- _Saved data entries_
--------------------------------

use std::sync::Arc;

use chrono::Utc;
use tracing::{debug, error, info, warn};
use uuid::Uuid;

use auth_cell::IdentityService;
use shared_models::{ClinicError, ClinicResult, ContactDetails, Credentials, PublicIdKind, Role, User};
use shared_utils::validation::{require_non_blank, require_non_negative, validate_contact};

use crate::models::{Doctor, DoctorDetails, DoctorProfile};
use crate::repository::DoctorRepository;

#[derive(Clone)]
pub struct DoctorService {
    doctors: Arc<dyn DoctorRepository>,
    identities: IdentityService,
}

impl DoctorService {
    pub fn new(doctors: Arc<dyn DoctorRepository>, identities: IdentityService) -> Self {
        Self { doctors, identities }
    }

    /// Create a doctor together with its DOCTOR identity
    pub async fn create_doctor(
        &self,
        profile: DoctorProfile,
        credentials: Credentials,
    ) -> ClinicResult<DoctorDetails> {
        debug!("Creating doctor for username {}", credentials.username);

        validate_profile(&profile)?;
        let user = self.identities.provision(&credentials, Role::Doctor).await?;

        match self.insert_doctor(&user, profile).await {
            Ok(doctor) => {
                info!("Doctor {} created with identity {}", doctor.doctor_id, user.id);
                Ok(DoctorDetails { doctor, user })
            }
            Err(e) => {
                warn!("Doctor insert failed, removing identity {}: {}", user.id, e);
                if let Err(cleanup) = self.identities.remove(user.id).await {
                    error!("Failed to remove identity {} after aborted doctor create: {}", user.id, cleanup);
                }
                Err(e)
            }
        }
    }

    async fn insert_doctor(&self, user: &User, profile: DoctorProfile) -> ClinicResult<Doctor> {
        let sequence = self
            .doctors
            .next_public_sequence()
            .await
            .map_err(ClinicError::database)?;

        let now = Utc::now();
        let doctor = Doctor {
            id: Uuid::new_v4(),
            doctor_id: PublicIdKind::Doctor.format(sequence),
            user_id: user.id,
            specialization: profile.specialization,
            qualification: profile.qualification,
            experience_years: profile.experience_years,
            department: profile.department,
            consultation_fee: profile.consultation_fee,
            working_hours: profile.working_hours,
            available: profile.available,
            created_at: now,
            updated_at: now,
        };

        self.doctors.create(doctor).await.map_err(ClinicError::database)
    }

    pub async fn get_doctor(&self, id: Uuid) -> ClinicResult<DoctorDetails> {
        let doctor = self.require_doctor(id).await?;
        self.with_identity(doctor).await
    }

    pub async fn get_doctor_by_public_id(&self, doctor_id: &str) -> ClinicResult<DoctorDetails> {
        let doctor = self
            .doctors
            .find_by_public_id(doctor_id)
            .await
            .map_err(ClinicError::database)?
            .ok_or_else(|| ClinicError::not_found("Doctor", doctor_id))?;
        self.with_identity(doctor).await
    }

    pub async fn get_doctor_by_user_id(&self, user_id: Uuid) -> ClinicResult<DoctorDetails> {
        let doctor = self
            .doctors
            .find_by_user_id(user_id)
            .await
            .map_err(ClinicError::database)?
            .ok_or_else(|| ClinicError::not_found("Doctor for user", user_id))?;
        self.with_identity(doctor).await
    }

    pub async fn require_doctor(&self, id: Uuid) -> ClinicResult<Doctor> {
        self.doctors
            .find_by_id(id)
            .await
            .map_err(ClinicError::database)?
            .ok_or_else(|| ClinicError::not_found("Doctor", id))
    }

    pub async fn list_doctors(&self) -> ClinicResult<Vec<DoctorDetails>> {
        let doctors = self.doctors.find_all().await.map_err(ClinicError::database)?;
        self.with_identities(doctors).await
    }

    pub async fn list_active_doctors(&self) -> ClinicResult<Vec<DoctorDetails>> {
        let all = self.list_doctors().await?;
        Ok(all.into_iter().filter(|d| d.user.active).collect())
    }

    /// Exact, case-insensitive match on specialization.
    pub async fn list_by_specialization(&self, specialization: &str) -> ClinicResult<Vec<DoctorDetails>> {
        let doctors = self
            .doctors
            .find_by_specialization(specialization.trim())
            .await
            .map_err(ClinicError::database)?;
        self.with_identities(doctors).await
    }

    pub async fn list_by_department(&self, department: &str) -> ClinicResult<Vec<DoctorDetails>> {
        let doctors = self
            .doctors
            .find_by_department(department.trim())
            .await
            .map_err(ClinicError::database)?;
        self.with_identities(doctors).await
    }

    pub async fn list_available(&self) -> ClinicResult<Vec<DoctorDetails>> {
        let doctors = self.doctors.find_available().await.map_err(ClinicError::database)?;
        self.with_identities(doctors).await
    }

    pub async fn search_doctors_by_name(&self, name: &str) -> ClinicResult<Vec<DoctorDetails>> {
        let needle = name.trim().to_lowercase();
        let all = self.list_doctors().await?;
        Ok(all
            .into_iter()
            .filter(|d| {
                d.user.first_name.to_lowercase().contains(&needle)
                    || d.user.last_name.to_lowercase().contains(&needle)
            })
            .collect())
    }

    pub async fn count_doctors(&self) -> ClinicResult<usize> {
        self.doctors.count().await.map_err(ClinicError::database)
    }

    /// Overwrites the profile and the identity's contact fields; restores the
    /// previous profile if the identity update fails.
    pub async fn update_doctor(
        &self,
        id: Uuid,
        profile: DoctorProfile,
        contact: ContactDetails,
    ) -> ClinicResult<DoctorDetails> {
        debug!("Updating doctor {}", id);

        let existing = self.require_doctor(id).await?;
        validate_profile(&profile)?;
        validate_contact(&contact.first_name, &contact.last_name, &contact.email)?;

        let mut doctor = existing.clone();
        doctor.apply_profile(profile);
        doctor.updated_at = Utc::now();

        let doctor = self
            .doctors
            .update(doctor)
            .await
            .map_err(ClinicError::database)?
            .ok_or_else(|| ClinicError::not_found("Doctor", id))?;

        match self.identities.update_contact(doctor.user_id, &contact).await {
            Ok(user) => {
                info!("Doctor {} updated", doctor.doctor_id);
                Ok(DoctorDetails { doctor, user })
            }
            Err(e) => {
                warn!("Identity update failed for doctor {}, restoring profile: {}", id, e);
                if let Err(restore) = self.doctors.update(existing).await {
                    error!("Failed to restore doctor {} after aborted update: {}", id, restore);
                }
                Err(e)
            }
        }
    }

    pub async fn set_doctor_availability(&self, id: Uuid, available: bool) -> ClinicResult<Doctor> {
        let mut doctor = self.require_doctor(id).await?;
        if doctor.available == available {
            return Ok(doctor);
        }

        doctor.available = available;
        doctor.updated_at = Utc::now();

        let doctor = self
            .doctors
            .update(doctor)
            .await
            .map_err(ClinicError::database)?
            .ok_or_else(|| ClinicError::not_found("Doctor", id))?;

        info!("Doctor {} availability set to {}", doctor.doctor_id, available);
        Ok(doctor)
    }

    /// Deletes the doctor, then its identity. Unknown ids are a no-op.
    pub async fn delete_doctor(&self, id: Uuid) -> ClinicResult<()> {
        let Some(doctor) = self
            .doctors
            .find_by_id(id)
            .await
            .map_err(ClinicError::database)?
        else {
            debug!("Doctor {} already absent, nothing to delete", id);
            return Ok(());
        };

        self.doctors.delete(id).await.map_err(ClinicError::database)?;

        if let Err(e) = self.identities.remove(doctor.user_id).await {
            error!(
                "Doctor {} deleted but identity {} could not be removed: {}",
                doctor.doctor_id, doctor.user_id, e
            );
            return Err(ClinicError::PartialDelete {
                entity: "doctor".to_string(),
                entity_id: id,
                orphaned_user_id: doctor.user_id,
                reason: e.to_string(),
            });
        }

        info!("Doctor {} and identity {} deleted", doctor.doctor_id, doctor.user_id);
        Ok(())
    }

    async fn with_identity(&self, doctor: Doctor) -> ClinicResult<DoctorDetails> {
        let user = self.identities.find_optional(doctor.user_id).await?.ok_or_else(|| {
            ClinicError::Database(format!(
                "doctor {} references missing identity {}",
                doctor.doctor_id, doctor.user_id
            ))
        })?;
        Ok(DoctorDetails { doctor, user })
    }

    async fn with_identities(&self, mut doctors: Vec<Doctor>) -> ClinicResult<Vec<DoctorDetails>> {
        doctors.sort_by(|a, b| a.created_at.cmp(&b.created_at).then_with(|| a.doctor_id.cmp(&b.doctor_id)));

        let mut details = Vec::with_capacity(doctors.len());
        for doctor in doctors {
            details.push(self.with_identity(doctor).await?);
        }
        Ok(details)
    }
}

fn validate_profile(profile: &DoctorProfile) -> ClinicResult<()> {
    require_non_blank("specialization", &profile.specialization)?;
    require_non_blank("qualification", &profile.qualification)?;
    require_non_blank("department", &profile.department)?;
    require_non_negative("consultation_fee", profile.consultation_fee)
}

--------------------------------

- _Task to complete_
Only lines of the data holding the word "return" go in the answer. Please copy each of them.

- _Written response_
            return Ok(doctor);
            return Ok(());
            return Err(ClinicError::PartialDelete {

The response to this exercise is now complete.